[Collected data entries]
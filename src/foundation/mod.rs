//! Shared primitives: error taxonomy, time ranges and identifier generation.

pub(crate) mod core;
pub(crate) mod error;
pub(crate) mod ids;
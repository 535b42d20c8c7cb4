use super::*;
use crate::{document::model::Word, foundation::ids::SequentialIdGen};

fn clip(id: &str, speaker: &str, n: usize, start: f64, secs: f64) -> Clip {
    let words = (0..n)
        .map(|i| {
            let s = start + i as f64 * secs;
            Word::new(format!("{id}{i}"), format!("{id}{i}"), s, s + secs)
        })
        .collect();
    Clip::new(id, speaker, words)
}

#[test]
fn line_break_then_short_merge_renumbers_once() {
    let processor = ClipProcessor::default();
    let clips = vec![
        clip("a", "s1", 12, 0.0, 0.5),
        clip("b", "s1", 1, 6.0, 0.2),
        clip("c", "s1", 1, 6.2, 0.2),
    ];
    let steps = vec![
        PipelineStep::Split {
            mode: SplitMode::Duration {
                max_secs: Some(3.0),
            },
            only: None,
        },
        PipelineStep::Merge {
            mode: MergeMode::ShortClips {
                min_secs: Some(0.5),
            },
        },
    ];
    let out = processor
        .process_pipeline(clips, &steps, &mut SequentialIdGen::new())
        .unwrap();

    let lens: Vec<usize> = out.iter().map(|c| c.words.len()).collect();
    assert_eq!(lens, vec![6, 6, 2]);
    let indices: Vec<usize> = out.iter().map(|c| c.timeline).collect();
    assert_eq!(indices, vec![1, 2, 3]);
}

#[test]
fn split_filter_limits_targets() {
    let processor = ClipProcessor::default();
    let clips = vec![clip("a", "s", 4, 0.0, 1.0), clip("b", "s", 4, 4.0, 1.0)];
    let steps = vec![PipelineStep::Split {
        mode: SplitMode::Half,
        only: Some(["b".to_string()].into()),
    }];
    let out = processor
        .process_pipeline(clips, &steps, &mut SequentialIdGen::new())
        .unwrap();
    let ids: Vec<&str> = out.iter().map(|c| c.id.as_str()).collect();
    assert_eq!(ids, vec!["a", "b_split_0", "b_split_1"]);
}

#[test]
fn invalid_stage_aborts() {
    let processor = ClipProcessor::default();
    let steps = vec![PipelineStep::Split {
        mode: SplitMode::AtWord { index: 9 },
        only: None,
    }];
    assert!(
        processor
            .process_pipeline(
                vec![clip("a", "s", 3, 0.0, 1.0)],
                &steps,
                &mut SequentialIdGen::new()
            )
            .is_err()
    );
}

#[test]
fn steps_deserialize_from_json() {
    let steps: Vec<PipelineStep> = serde_json::from_str(
        r#"[
            { "op": "split", "mode": { "mode": "line_break" } },
            { "op": "merge", "mode": { "mode": "short_clips", "min_secs": 0.4 } }
        ]"#,
    )
    .unwrap();
    assert_eq!(
        steps[0],
        PipelineStep::Split {
            mode: SplitMode::LineBreak,
            only: None
        }
    );
    assert_eq!(
        steps[1],
        PipelineStep::Merge {
            mode: MergeMode::ShortClips {
                min_secs: Some(0.4)
            }
        }
    );

    let fallback: PipelineStep =
        serde_json::from_str(r#"{ "op": "split", "mode": { "mode": "duration" } }"#).unwrap();
    assert_eq!(
        fallback,
        PipelineStep::Split {
            mode: SplitMode::Duration { max_secs: None },
            only: None
        }
    );
}
use std::collections::{BTreeSet, HashSet};

use crate::{
    animation::manager::TrackManager,
    document::edit::{move_word, reorder_clips, reorder_words, retokenize_clip},
    document::model::{Clip, ensure_unique_ids},
    document::project::Project,
    engine::session::Engine,
    events::bus::EngineEvent,
    foundation::error::{SubcutError, SubcutResult},
    processor::merge::merge_in_document,
    processor::pipeline::PipelineStep,
    processor::split::SplitMode,
    processor::timing::{rescale_clip_timing, shift_clip_timing},
    selection::state::SelectionState,
    timeline::linearize::Timeline,
};

impl Engine {
    /// Split an active clip in place; returns the ids of the resulting pieces.
    #[tracing::instrument(skip(self, mode))]
    pub fn split_clip(&mut self, clip_id: &str, mode: &SplitMode) -> SubcutResult<Vec<String>> {
        let slot = self.clip_slot(clip_id)?;
        let pieces = self.processor.split(
            &self.document.clips()[slot],
            mode,
            self.ids.as_mut(),
        )?;
        let piece_ids: Vec<String> = pieces.iter().map(|c| c.id.clone()).collect();

        let mut clips = self.document.clips().to_vec();
        clips.splice(slot..=slot, pieces);
        self.replace_clips(clips);
        Ok(piece_ids)
    }

    /// Merge adjacent active clips; returns the merged clip id.
    ///
    /// Fails with [`SubcutError::InvalidRange`] when the clips are not contiguous in active
    /// document order. The document is unchanged on error.
    #[tracing::instrument(skip(self))]
    pub fn merge_clips(&mut self, clip_ids: &[String]) -> SubcutResult<String> {
        self.index.ensure_fresh(self.document.revision())?;
        let clips = merge_in_document(
            self.document.clips(),
            self.document.deleted_clip_ids(),
            clip_ids,
            self.ids.as_mut(),
        )?;
        let before: HashSet<&str> = self
            .document
            .clips()
            .iter()
            .map(|c| c.id.as_str())
            .collect();
        let merged_id = clips
            .iter()
            .find(|c| !before.contains(c.id.as_str()))
            .map(|c| c.id.clone())
            .ok_or_else(|| SubcutError::invalid_range("merge produced no new clip"))?;
        self.replace_clips(clips);
        Ok(merged_id)
    }

    /// Proportionally retime a clip's words into `[new_start, new_end]`.
    ///
    /// Returns `false` (and changes nothing) when the old or new span is not positive.
    pub fn update_clip_timing(
        &mut self,
        clip_id: &str,
        new_start: f64,
        new_end: f64,
    ) -> SubcutResult<bool> {
        let slot = self.clip_slot(clip_id)?;
        let Some(rescaled) =
            rescale_clip_timing(&self.document.clips()[slot], new_start, new_end)
        else {
            tracing::debug!(clip_id, new_start, new_end, "retime skipped");
            return Ok(false);
        };
        self.apply_clip_in_place(slot, rescaled);
        Ok(true)
    }

    /// Move a clip's words and stickers by `delta` seconds.
    pub fn shift_clip(&mut self, clip_id: &str, delta: f64) -> SubcutResult<()> {
        if !delta.is_finite() {
            return Err(SubcutError::validation("shift delta must be finite"));
        }
        let slot = self.clip_slot(clip_id)?;
        let shifted = shift_clip_timing(&self.document.clips()[slot], delta);
        self.apply_clip_in_place(slot, shifted);
        Ok(())
    }

    /// Run split/merge stages over the active clips.
    ///
    /// Soft-deleted clips are kept after the processed clips.
    #[tracing::instrument(skip(self, steps), fields(steps = steps.len()))]
    pub fn run_pipeline(&mut self, steps: &[PipelineStep]) -> SubcutResult<()> {
        self.index.ensure_fresh(self.document.revision())?;
        let (active, deleted): (Vec<Clip>, Vec<Clip>) = self
            .document
            .clips()
            .iter()
            .cloned()
            .partition(|c| !self.document.deleted_clip_ids().contains(&c.id));
        let mut clips = self
            .processor
            .process_pipeline(active, steps, self.ids.as_mut())?;
        clips.extend(deleted);
        self.replace_clips(clips);
        Ok(())
    }

    /// Soft-delete an active clip.
    pub fn delete_clip(&mut self, clip_id: &str) -> SubcutResult<()> {
        self.clip_slot(clip_id)?;
        self.document.edit(|p| p.deleted_clip_ids.insert(clip_id.to_string()));
        self.reindex();
        Ok(())
    }

    /// Bring a soft-deleted clip back; `false` when it was not deleted.
    pub fn restore_clip(&mut self, clip_id: &str) -> SubcutResult<bool> {
        if !self.document.clips().iter().any(|c| c.id == clip_id) {
            return Err(SubcutError::not_found(format!("clip '{clip_id}'")));
        }
        if !self.document.project().is_deleted(clip_id) {
            return Ok(false);
        }
        self.document.edit(|p| p.deleted_clip_ids.remove(clip_id));
        self.reindex();
        Ok(true)
    }

    /// Restore every soft-deleted clip; returns how many came back.
    pub fn restore_all_clips(&mut self) -> usize {
        let count = self.document.deleted_clip_ids().len();
        if count > 0 {
            self.document.edit(|p| p.deleted_clip_ids.clear());
            self.reindex();
        }
        count
    }

    /// Replace the restore-to-original snapshot.
    pub fn set_original_clips(&mut self, clips: Vec<Clip>) -> SubcutResult<()> {
        ensure_unique_ids(&clips)?;
        for clip in &clips {
            clip.validate()?;
        }
        self.document.edit(|p| p.original_clips = clips);
        self.reindex();
        Ok(())
    }

    /// Use the current clips as the restore-to-original snapshot.
    pub fn snapshot_original_clips(&mut self) {
        let clips = self.document.clips().to_vec();
        self.document.edit(|p| p.original_clips = clips);
        self.reindex();
    }

    /// Replace the clips with the original snapshot; `false` when there is none.
    ///
    /// Track state is rebuilt from the mirrors stored in the snapshot.
    pub fn restore_original_clips(&mut self) -> bool {
        let originals = self.document.project().original_clips.clone();
        if originals.is_empty() {
            return false;
        }
        let mut tracks =
            TrackManager::from_mirrors(originals.iter().flat_map(|c| &c.words));
        tracks.set_default_intensity(self.config.default_intensity);
        self.tracks = tracks;
        self.replace_clips(originals);
        true
    }

    /// Start over from a new project, hard-dropping every clip of the current one.
    pub fn reset(&mut self, project: Project) -> SubcutResult<()> {
        project.validate()?;
        let mut tracks =
            TrackManager::from_mirrors(project.clips.iter().flat_map(|c| &c.words));
        tracks.set_default_intensity(self.config.default_intensity);
        self.tracks = tracks;
        self.timing_history.clear();
        self.selection = SelectionState::new();
        self.guard.reset();
        self.document.edit(|p| *p = project);
        self.timeline =
            Timeline::from_clips(self.document.clips(), self.document.deleted_clip_ids());
        self.reindex();
        Ok(())
    }

    /// Change one word's text; the clip's derived texts follow.
    pub fn update_word_text(&mut self, word_id: &str, text: &str) -> SubcutResult<()> {
        let text = text.trim();
        if text.is_empty() {
            return Err(SubcutError::validation("word text must be non-empty"));
        }
        let clip_id = self.word_entry(word_id)?.clip_id.to_string();
        let slot = self.clip_slot(&clip_id)?;
        self.word_mut(word_id)?.text = text.to_string();
        if let Some(clip) = self.document.clip_mut(slot) {
            clip.rebuild_text();
        }
        self.notify(EngineEvent::ScenarioRefresh {
            word_id: word_id.to_string(),
        });
        Ok(())
    }

    /// Re-tokenize a clip from free text, keeping word ids wherever the text matches.
    pub fn update_clip_text(&mut self, clip_id: &str, text: &str) -> SubcutResult<()> {
        if text.trim().is_empty() {
            return Err(SubcutError::validation("clip text must be non-empty"));
        }
        let slot = self.clip_slot(clip_id)?;
        let updated = retokenize_clip(&self.document.clips()[slot], text, self.ids.as_mut());
        let word_ids: Vec<String> = updated.words.iter().map(|w| w.id.clone()).collect();

        let mut clips = self.document.clips().to_vec();
        clips[slot] = updated;
        self.replace_clips(clips);
        self.rebase_words(&word_ids);
        Ok(())
    }

    /// Drag one word onto another inside the same clip.
    pub fn reorder_words_in_clip(
        &mut self,
        clip_id: &str,
        source_word: &str,
        target_word: &str,
    ) -> SubcutResult<()> {
        let slot = self.clip_slot(clip_id)?;
        let updated = reorder_words(&self.document.clips()[slot], source_word, target_word)?;
        let mut clips = self.document.clips().to_vec();
        clips[slot] = updated;
        self.replace_clips(clips);
        Ok(())
    }

    /// Move a word into another active clip at `position` (appended when `None`).
    pub fn move_word_between_clips(
        &mut self,
        source_clip: &str,
        target_clip: &str,
        word_id: &str,
        position: Option<usize>,
    ) -> SubcutResult<()> {
        self.clip_slot(source_clip)?;
        self.clip_slot(target_clip)?;
        let clips = move_word(
            self.document.clips(),
            source_clip,
            target_clip,
            word_id,
            position,
        )?;
        self.replace_clips(clips);
        Ok(())
    }

    /// Drag-reorder clips; a multi-clip selection containing `active` moves as a block.
    ///
    /// A sequential timeline is re-linearized in the new document order.
    pub fn reorder_clips(&mut self, active: &str, over: &str) -> SubcutResult<()> {
        self.clip_slot(active)?;
        self.clip_slot(over)?;
        let selected: BTreeSet<String> = self.selection.multi_selected_clips().clone();
        let clips = reorder_clips(self.document.clips(), active, over, &selected)?;
        self.replace_clips(clips);
        if self.timeline.sequential {
            self.linearize_document_order();
        }
        Ok(())
    }

    /// Remove every multi-selected word and clear the selection; returns how many went.
    ///
    /// Clips left without words are removed from the document.
    pub fn delete_selected_words(&mut self) -> SubcutResult<usize> {
        self.index.ensure_fresh(self.document.revision())?;
        let doomed: HashSet<String> = self
            .selection
            .selected_words_by_clip(self.document.clips(), &self.index)
            .into_iter()
            .flat_map(|(_, ids)| ids)
            .collect();
        if doomed.is_empty() {
            return Ok(0);
        }

        let mut clips = self.document.clips().to_vec();
        for clip in &mut clips {
            let before = clip.words.len();
            clip.words.retain(|w| !doomed.contains(&w.id));
            if clip.words.len() != before {
                clip.rebuild_text();
            }
        }
        let emptied: Vec<String> = clips
            .iter()
            .filter(|c| c.words.is_empty())
            .map(|c| c.id.clone())
            .collect();
        if !emptied.is_empty() {
            tracing::debug!(clips = ?emptied, "dropping clips emptied by word delete");
            clips.retain(|c| !c.words.is_empty());
        }
        self.replace_clips(clips);
        self.selection.clear_multi_selection();
        self.selection.clear_focus();
        Ok(doomed.len())
    }

    /// Install a clip whose ids are unchanged and follow up on its new word timings.
    fn apply_clip_in_place(&mut self, slot: usize, clip: Clip) {
        let word_ids: Vec<String> = clip.words.iter().map(|w| w.id.clone()).collect();
        if let Some(existing) = self.document.clip_mut(slot) {
            *existing = clip;
        }
        self.timeline
            .sync_with_clips(self.document.clips(), self.document.deleted_clip_ids());
        if self.timeline.sequential {
            self.timeline.recalculate();
        }
        self.notify_timeline();
        self.rebase_words(&word_ids);
    }
}
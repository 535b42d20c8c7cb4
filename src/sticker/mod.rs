//! Stickers as a derived projection of inserted texts, plus the debounce guard that keeps
//! the two views from driving each other in a loop.

pub(crate) mod derive;
pub(crate) mod guard;
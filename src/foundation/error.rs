/// Convenience result type used across subcut.
pub type SubcutResult<T> = Result<T, SubcutError>;

/// Top-level error taxonomy used by engine APIs.
///
/// Track-capacity overflow and degenerate animation windows are not errors: the first is
/// reported as a rejected [`crate::TrackChange`], the second is recovered by recentering.
#[derive(thiserror::Error, Debug)]
pub enum SubcutError {
    /// Invalid user-provided or project data.
    #[error("validation error: {0}")]
    Validation(String),

    /// A structural edit addressed clips or words that cannot be combined or divided.
    #[error("invalid range: {0}")]
    InvalidRange(String),

    /// A lookup was attempted against an index built from an older document revision.
    #[error("stale index: built at revision {built}, document is at revision {current}")]
    StaleIndex {
        /// Revision the index was built from.
        built: u64,
        /// Current document revision.
        current: u64,
    },

    /// A clip, word, or track id does not exist in the active document.
    #[error("not found: {0}")]
    NotFound(String),

    /// Errors while resolving plugin manifests.
    #[error("manifest error: {0}")]
    Manifest(String),

    /// Errors when serializing or deserializing data structures.
    #[error("serialization error: {0}")]
    Serde(String),

    /// Wrapped lower-level error from dependencies, listeners or IO.
    #[error(transparent)]
    Other(#[from] anyhow::Error),
}

impl SubcutError {
    /// Build a [`SubcutError::Validation`] value.
    pub fn validation(msg: impl Into<String>) -> Self {
        Self::Validation(msg.into())
    }

    /// Build a [`SubcutError::InvalidRange`] value.
    pub fn invalid_range(msg: impl Into<String>) -> Self {
        Self::InvalidRange(msg.into())
    }

    /// Build a [`SubcutError::NotFound`] value.
    pub fn not_found(msg: impl Into<String>) -> Self {
        Self::NotFound(msg.into())
    }

    /// Build a [`SubcutError::Manifest`] value.
    pub fn manifest(msg: impl Into<String>) -> Self {
        Self::Manifest(msg.into())
    }

    /// Build a [`SubcutError::Serde`] value.
    pub fn serde(msg: impl Into<String>) -> Self {
        Self::Serde(msg.into())
    }
}

impl From<serde_json::Error> for SubcutError {
    fn from(err: serde_json::Error) -> Self {
        Self::Serde(err.to_string())
    }
}

#[cfg(test)]
#[path = "../../tests/unit/foundation/error.rs"]
mod tests;
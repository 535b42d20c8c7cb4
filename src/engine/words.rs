use crate::{
    engine::history::TimingHistory,
    engine::session::Engine,
    foundation::core::TimeRange,
    foundation::error::SubcutResult,
    selection::state::SelectionState,
};

impl Engine {
    /// Set a word's timing and record it in the word's undo history.
    pub fn update_word_timing(&mut self, word_id: &str, start: f64, end: f64) -> SubcutResult<()> {
        let timing = TimeRange::new(start, end)?;
        let current = self.word_entry(word_id)?.word.timing();
        let depth = self.config.timing_history_depth;
        self.timing_history
            .entry(word_id.to_string())
            .or_insert_with(|| TimingHistory::seeded(current))
            .record(timing, depth);
        self.apply_word_timing(word_id, timing)
    }

    /// Step a word back to its previous timing; `false` when there is nothing to undo.
    pub fn undo_word_timing(&mut self, word_id: &str) -> SubcutResult<bool> {
        self.word_entry(word_id)?;
        match self.timing_history.get_mut(word_id).and_then(TimingHistory::undo) {
            Some(timing) => self.apply_word_timing(word_id, timing).map(|()| true),
            None => Ok(false),
        }
    }

    /// Re-apply an undone timing; `false` when there is nothing to redo.
    pub fn redo_word_timing(&mut self, word_id: &str) -> SubcutResult<bool> {
        self.word_entry(word_id)?;
        match self.timing_history.get_mut(word_id).and_then(TimingHistory::redo) {
            Some(timing) => self.apply_word_timing(word_id, timing).map(|()| true),
            None => Ok(false),
        }
    }

    pub fn timing_history(&self, word_id: &str) -> Option<&TimingHistory> {
        self.timing_history.get(word_id)
    }

    fn apply_word_timing(&mut self, word_id: &str, timing: TimeRange) -> SubcutResult<()> {
        let word = self.word_mut(word_id)?;
        word.start = timing.start;
        word.end = timing.end;
        self.timeline
            .sync_with_clips(self.document.clips(), self.document.deleted_clip_ids());
        if self.timeline.sequential {
            self.timeline.recalculate();
        }
        self.notify_timeline();
        self.rebase_words(&[word_id.to_string()]);
        Ok(())
    }

    /// Direct access for selection changes that need no document lookups.
    pub fn selection_mut(&mut self) -> &mut SelectionState {
        &mut self.selection
    }

    pub fn select_word_range(&mut self, clip_id: &str, word_id: &str) -> SubcutResult<bool> {
        self.index.ensure_fresh(self.document.revision())?;
        Ok(self
            .selection
            .select_word_range(self.document.clips(), &self.index, clip_id, word_id))
    }

    pub fn toggle_multi_select_word(
        &mut self,
        clip_id: &str,
        word_id: &str,
    ) -> SubcutResult<bool> {
        self.index.ensure_fresh(self.document.revision())?;
        Ok(self
            .selection
            .toggle_multi_select_word(&self.index, clip_id, word_id))
    }

    pub fn select_all_words(&mut self) -> SubcutResult<()> {
        self.index.ensure_fresh(self.document.revision())?;
        self.selection.select_all_words(self.document.clips(), &self.index);
        Ok(())
    }

    pub fn is_all_words_selected(&self) -> SubcutResult<bool> {
        self.index.ensure_fresh(self.document.revision())?;
        Ok(self.selection.is_all_words_selected(&self.index))
    }

    /// Selected word ids grouped by clip, in document order.
    pub fn selected_words_by_clip(&self) -> SubcutResult<Vec<(String, Vec<String>)>> {
        self.index.ensure_fresh(self.document.revision())?;
        Ok(self
            .selection
            .selected_words_by_clip(self.document.clips(), &self.index))
    }
}
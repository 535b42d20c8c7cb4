use std::collections::BTreeSet;

use crate::{
    document::model::{Clip, ensure_unique_ids},
    foundation::error::{SubcutError, SubcutResult},
};

#[derive(Clone, Debug, Default, PartialEq, serde::Serialize, serde::Deserialize)]
/// Persisted project shape.
pub struct Project {
    /// Current clips, including soft-deleted ones.
    pub clips: Vec<Clip>,
    /// Restore-to-original snapshot.
    #[serde(default, skip_serializing_if = "Vec::is_empty")]
    pub original_clips: Vec<Clip>,
    /// Soft-deleted clip ids; these clips stay in `clips` but are invisible to every
    /// component.
    #[serde(default, skip_serializing_if = "BTreeSet::is_empty")]
    pub deleted_clip_ids: BTreeSet<String>,
}

impl Project {
    pub fn new(clips: Vec<Clip>) -> Self {
        Self {
            clips,
            ..Self::default()
        }
    }

    pub fn from_json_str(s: &str) -> SubcutResult<Self> {
        let project: Self = serde_json::from_str(s)?;
        project.validate()?;
        Ok(project)
    }

    pub fn to_json_string_pretty(&self) -> SubcutResult<String> {
        Ok(serde_json::to_string_pretty(self)?)
    }

    /// Validate ids and word timings across `clips` and `original_clips`.
    pub fn validate(&self) -> SubcutResult<()> {
        ensure_unique_ids(&self.clips)?;
        ensure_unique_ids(&self.original_clips)?;
        for clip in self.clips.iter().chain(&self.original_clips) {
            clip.validate()?;
        }
        for id in &self.deleted_clip_ids {
            if !self.clips.iter().any(|c| &c.id == id) {
                return Err(SubcutError::validation(format!(
                    "deleted clip id '{id}' does not name a clip"
                )));
            }
        }
        Ok(())
    }

    pub fn is_deleted(&self, clip_id: &str) -> bool {
        self.deleted_clip_ids.contains(clip_id)
    }

    /// Clips that are not soft-deleted, in document order.
    pub fn active_clips(&self) -> impl Iterator<Item = &Clip> {
        self.clips.iter().filter(|c| !self.is_deleted(&c.id))
    }
}

/// A project plus the revision counter bumped on every structural mutation.
#[derive(Clone, Debug, Default)]
pub struct Document {
    project: Project,
    revision: u64,
}

impl Document {
    pub fn new(project: Project) -> Self {
        Self {
            project,
            revision: 0,
        }
    }

    pub fn project(&self) -> &Project {
        &self.project
    }

    pub fn clips(&self) -> &[Clip] {
        &self.project.clips
    }

    pub fn deleted_clip_ids(&self) -> &BTreeSet<String> {
        &self.project.deleted_clip_ids
    }

    pub fn revision(&self) -> u64 {
        self.revision
    }

    /// Mutate the project in place and bump the revision.
    pub fn edit<R>(&mut self, f: impl FnOnce(&mut Project) -> R) -> R {
        let out = f(&mut self.project);
        self.revision += 1;
        out
    }

    /// Mutable access to one clip for edits that keep every clip and word id in place.
    ///
    /// The revision is not bumped, so an index built for it stays valid.
    pub fn clip_mut(&mut self, slot: usize) -> Option<&mut Clip> {
        self.project.clips.get_mut(slot)
    }

    /// Slice form of [`Document::clip_mut`] for in-place passes over every clip.
    pub fn clips_mut(&mut self) -> &mut [Clip] {
        &mut self.project.clips
    }

    /// Replace the clip vector wholesale and bump the revision.
    pub fn replace_clips(&mut self, clips: Vec<Clip>) {
        self.edit(|p| {
            p.clips = clips;
            let ids: BTreeSet<&str> = p.clips.iter().map(|c| c.id.as_str()).collect();
            p.deleted_clip_ids.retain(|id| ids.contains(id.as_str()));
        });
    }

    pub fn into_project(self) -> Project {
        self.project
    }
}

#[cfg(test)]
#[path = "../../tests/unit/document/project.rs"]
mod tests;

Task objective. The required output is the stretch of entries above from the line containing "self.document.edit(|p| p.deleted_clip_ids.remove(clip_id));" through the line containing "self.timing_history.clear();", reproduced exactly.

Written answer.
        self.document.edit(|p| p.deleted_clip_ids.remove(clip_id));
        self.reindex();
        Ok(true)
    }

    /// Restore every soft-deleted clip; returns how many came back.
    pub fn restore_all_clips(&mut self) -> usize {
        let count = self.document.deleted_clip_ids().len();
        if count > 0 {
            self.document.edit(|p| p.deleted_clip_ids.clear());
            self.reindex();
        }
        count
    }

    /// Replace the restore-to-original snapshot.
    pub fn set_original_clips(&mut self, clips: Vec<Clip>) -> SubcutResult<()> {
        ensure_unique_ids(&clips)?;
        for clip in &clips {
            clip.validate()?;
        }
        self.document.edit(|p| p.original_clips = clips);
        self.reindex();
        Ok(())
    }

    /// Use the current clips as the restore-to-original snapshot.
    pub fn snapshot_original_clips(&mut self) {
        let clips = self.document.clips().to_vec();
        self.document.edit(|p| p.original_clips = clips);
        self.reindex();
    }

    /// Replace the clips with the original snapshot; `false` when there is none.
    ///
    /// Track state is rebuilt from the mirrors stored in the snapshot.
    pub fn restore_original_clips(&mut self) -> bool {
        let originals = self.document.project().original_clips.clone();
        if originals.is_empty() {
            return false;
        }
        let mut tracks =
            TrackManager::from_mirrors(originals.iter().flat_map(|c| &c.words));
        tracks.set_default_intensity(self.config.default_intensity);
        self.tracks = tracks;
        self.replace_clips(originals);
        true
    }

    /// Start over from a new project, hard-dropping every clip of the current one.
    pub fn reset(&mut self, project: Project) -> SubcutResult<()> {
        project.validate()?;
        let mut tracks =
            TrackManager::from_mirrors(project.clips.iter().flat_map(|c| &c.words));
        tracks.set_default_intensity(self.config.default_intensity);
        self.tracks = tracks;
        self.timing_history.clear();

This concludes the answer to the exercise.